§ **Work task**: Pull out every line below that contains the word "wishlistItems".
** Provided records follows **
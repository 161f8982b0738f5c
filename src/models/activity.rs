use std::collections::HashMap;

use chrono::{DateTime, TimeZone, Utc};
use serde::{Deserialize, Serialize};
use serde_json::Value;

use crate::error::{EngineError, EngineResult};

/// One line item inside a completed order
///
/// Order documents carry more fields (size, quantity, fulfillment status);
/// only the product reference matters for preference aggregation.
#[derive(Debug, Clone, Serialize, Deserialize, PartialEq)]
#[serde(rename_all = "camelCase")]
pub struct OrderItem {
    #[serde(alias = "_id")]
    pub product_id: String,
}

/// A completed order with its line items
#[derive(Debug, Clone, Serialize, Deserialize, PartialEq)]
#[serde(rename_all = "camelCase")]
pub struct Order {
    #[serde(default)]
    pub items: Vec<OrderItem>,

    /// Placement time. Orders migrated from the legacy store can miss it.
    #[serde(default)]
    pub date: Option<DateTime<Utc>>,
}

/// A user's raw shopping activity, fetched fresh by the caller per request
///
/// The engine never caches this across requests; an unauthenticated caller
/// has no activity at all and passes `None` to the pipeline instead of an
/// empty value.
#[derive(Debug, Clone, Default, Serialize, Deserialize, PartialEq)]
#[serde(rename_all = "camelCase")]
pub struct UserActivity {
    /// productId -> variant key (size) -> quantity
    #[serde(default)]
    pub cart_items: HashMap<String, HashMap<String, u32>>,

    /// productId -> presence flag
    #[serde(default)]
    pub wishlist_items: HashMap<String, bool>,

    #[serde(default)]
    pub orders: Vec<Order>,
}

/// A single tagged activity signal, ready for aggregation
///
/// The three document shapes are collapsed into explicit variants once at the
/// boundary so the scoring core never duck-types its input.
#[derive(Debug, Clone, PartialEq, Eq)]
pub enum ActivityRecord {
    Cart { product_id: String },
    Wishlist { product_id: String },
    OrderLine { product_id: String },
}

impl ActivityRecord {
    pub fn product_id(&self) -> &str {
        match self {
            ActivityRecord::Cart { product_id }
            | ActivityRecord::Wishlist { product_id }
            | ActivityRecord::OrderLine { product_id } => product_id,
        }
    }
}

impl UserActivity {
    /// Validates a loosely-shaped activity document from the store's database.
    ///
    /// Individual malformed entries (a cart variant map that is not an
    /// object, a non-boolean wishlist flag, an order item without a product
    /// reference) are skipped rather than failing the whole computation;
    /// partial signal is better than none. Only a payload that is not an
    /// object at the top level is rejected.
    pub fn from_value(value: &Value) -> EngineResult<Self> {
        let root = value.as_object().ok_or_else(|| {
            EngineError::InvalidActivity("activity payload is not an object".to_string())
        })?;

        let mut activity = UserActivity::default();

        if let Some(entries) = root.get("cartItems").and_then(Value::as_object) {
            for (product_id, variants) in entries {
                let Some(variants) = variants.as_object() else {
                    tracing::debug!(
                        product_id = product_id.as_str(),
                        "Skipping cart entry with non-object variant map"
                    );
                    continue;
                };

                let mut quantities = HashMap::new();
                for (variant, quantity) in variants {
                    match quantity.as_u64() {
                        Some(quantity) if quantity >= 1 => {
                            quantities.insert(variant.clone(), quantity as u32);
                        }
                        _ => tracing::debug!(
                            product_id = product_id.as_str(),
                            variant = variant.as_str(),
                            "Skipping cart variant without a positive integer quantity"
                        ),
                    }
                }

                if !quantities.is_empty() {
                    activity.cart_items.insert(product_id.clone(), quantities);
                }
            }
        }

        if let Some(entries) = root.get("wishlistItems").and_then(Value::as_object) {
            for (product_id, flag) in entries {
                match flag.as_bool() {
                    Some(present) => {
                        activity.wishlist_items.insert(product_id.clone(), present);
                    }
                    None => tracing::debug!(
                        product_id = product_id.as_str(),
                        "Skipping wishlist entry with non-boolean flag"
                    ),
                }
            }
        }

        if let Some(orders) = root.get("orders").and_then(Value::as_array) {
            for order in orders {
                let Some(order) = order.as_object() else {
                    tracing::debug!("Skipping non-object order");
                    continue;
                };

                let mut items = Vec::new();
                if let Some(entries) = order.get("items").and_then(Value::as_array) {
                    for item in entries {
                        // Legacy order documents reference the product as `_id`
                        let product_id = item
                            .get("productId")
                            .or_else(|| item.get("_id"))
                            .and_then(Value::as_str);
                        match product_id {
                            Some(product_id) => items.push(OrderItem {
                                product_id: product_id.to_string(),
                            }),
                            None => {
                                tracing::debug!("Skipping order item without a product reference")
                            }
                        }
                    }
                }

                let date = order
                    .get("date")
                    .and_then(Value::as_i64)
                    .and_then(|millis| Utc.timestamp_millis_opt(millis).single());

                activity.orders.push(Order { items, date });
            }
        }

        Ok(activity)
    }

    /// Flattens the three collections into tagged records.
    ///
    /// One `OrderLine` is emitted per line-item occurrence, so ordering the
    /// same product twice contributes twice. Emission order is deterministic
    /// (sorted cart and wishlist ids, orders in stored sequence), though the
    /// aggregator never depends on it.
    pub fn records(&self) -> Vec<ActivityRecord> {
        let mut records = Vec::new();

        let mut cart_ids: Vec<&String> = self.cart_items.keys().collect();
        cart_ids.sort();
        records.extend(cart_ids.into_iter().map(|id| ActivityRecord::Cart {
            product_id: id.clone(),
        }));

        let mut wishlist_ids: Vec<&String> = self
            .wishlist_items
            .iter()
            .filter(|(_, present)| **present)
            .map(|(id, _)| id)
            .collect();
        wishlist_ids.sort();
        records.extend(wishlist_ids.into_iter().map(|id| ActivityRecord::Wishlist {
            product_id: id.clone(),
        }));

        for order in &self.orders {
            records.extend(order.items.iter().map(|item| ActivityRecord::OrderLine {
                product_id: item.product_id.clone(),
            }));
        }

        records
    }

    /// True when there is no cart, wishlist, or order signal at all
    pub fn is_empty(&self) -> bool {
        self.cart_items.is_empty()
            && self.wishlist_items.is_empty()
            && self.orders.iter().all(|order| order.items.is_empty())
    }
}

#[cfg(test)]
mod tests {
    use super::*;
    use serde_json::json;

    #[test]
    fn test_from_value_well_formed() {
        let activity = UserActivity::from_value(&json!({
            "cartItems": { "p_1": { "M": 2, "L": 1 } },
            "wishlistItems": { "p_2": true },
            "orders": [
                { "items": [{ "_id": "p_3" }], "date": 1716239022000i64 }
            ]
        }))
        .unwrap();

        assert_eq!(activity.cart_items["p_1"]["M"], 2);
        assert_eq!(activity.wishlist_items["p_2"], true);
        assert_eq!(activity.orders.len(), 1);
        assert_eq!(activity.orders[0].items[0].product_id, "p_3");
        assert!(activity.orders[0].date.is_some());
    }

    #[test]
    fn test_from_value_rejects_non_object_payload() {
        assert!(UserActivity::from_value(&json!("not an object")).is_err());
        assert!(UserActivity::from_value(&json!(null)).is_err());
    }

    #[test]
    fn test_from_value_skips_malformed_cart_entries() {
        let activity = UserActivity::from_value(&json!({
            "cartItems": {
                "p_bad": "not a variant map",
                "p_zero": { "M": 0 },
                "p_ok": { "S": 1, "M": "two" }
            }
        }))
        .unwrap();

        // The broken entries drop out, the valid variant survives
        assert_eq!(activity.cart_items.len(), 1);
        assert_eq!(activity.cart_items["p_ok"].len(), 1);
        assert_eq!(activity.cart_items["p_ok"]["S"], 1);
    }

    #[test]
    fn test_from_value_skips_non_boolean_wishlist_flags() {
        let activity = UserActivity::from_value(&json!({
            "wishlistItems": { "p_1": true, "p_2": "yes", "p_3": 1 }
        }))
        .unwrap();

        assert_eq!(activity.wishlist_items.len(), 1);
        assert!(activity.wishlist_items["p_1"]);
    }

    #[test]
    fn test_from_value_tolerates_legacy_orders() {
        let activity = UserActivity::from_value(&json!({
            "orders": [
                { "items": [{ "_id": "p_1" }, { "name": "no id" }] },
                { "date": 1716239022000i64 },
                "not an order"
            ]
        }))
        .unwrap();

        assert_eq!(activity.orders.len(), 2);
        assert_eq!(activity.orders[0].items.len(), 1);
        assert!(activity.orders[0].date.is_none());
        assert!(activity.orders[1].items.is_empty());
    }

    #[test]
    fn test_records_emits_one_order_line_per_occurrence() {
        let activity = UserActivity::from_value(&json!({
            "cartItems": { "p_1": { "M": 3 } },
            "wishlistItems": { "p_2": true, "p_gone": false },
            "orders": [
                { "items": [{ "_id": "p_3" }, { "_id": "p_3" }] }
            ]
        }))
        .unwrap();

        let records = activity.records();
        assert_eq!(records.len(), 4);
        // Cart quantity does not multiply the signal, order repetition does
        assert_eq!(
            records
                .iter()
                .filter(|r| matches!(r, ActivityRecord::Cart { .. }))
                .count(),
            1
        );
        assert_eq!(
            records
                .iter()
                .filter(|r| matches!(r, ActivityRecord::OrderLine { product_id } if product_id == "p_3"))
                .count(),
            2
        );
        // A cleared wishlist flag is well-formed absence, not a signal
        assert!(!records
            .iter()
            .any(|r| matches!(r, ActivityRecord::Wishlist { product_id } if product_id == "p_gone")));
    }

    #[test]
    fn test_is_empty() {
        assert!(UserActivity::default().is_empty());

        let only_empty_orders = UserActivity {
            orders: vec![Order {
                items: vec![],
                date: None,
            }],
            ..Default::default()
        };
        assert!(only_empty_orders.is_empty());

        let with_cart = UserActivity::from_value(&json!({
            "cartItems": { "p_1": { "M": 1 } }
        }))
        .unwrap();
        assert!(!with_cart.is_empty());
    }
}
** End of Provided records **
§ **Written reply**:
        if let Some(entries) = root.get("wishlistItems").and_then(Value::as_object) {
            "wishlistItems": { "p_2": true },
            "wishlistItems": { "p_1": true, "p_2": "yes", "p_3": 1 }
            "wishlistItems": { "p_2": true, "p_gone": false },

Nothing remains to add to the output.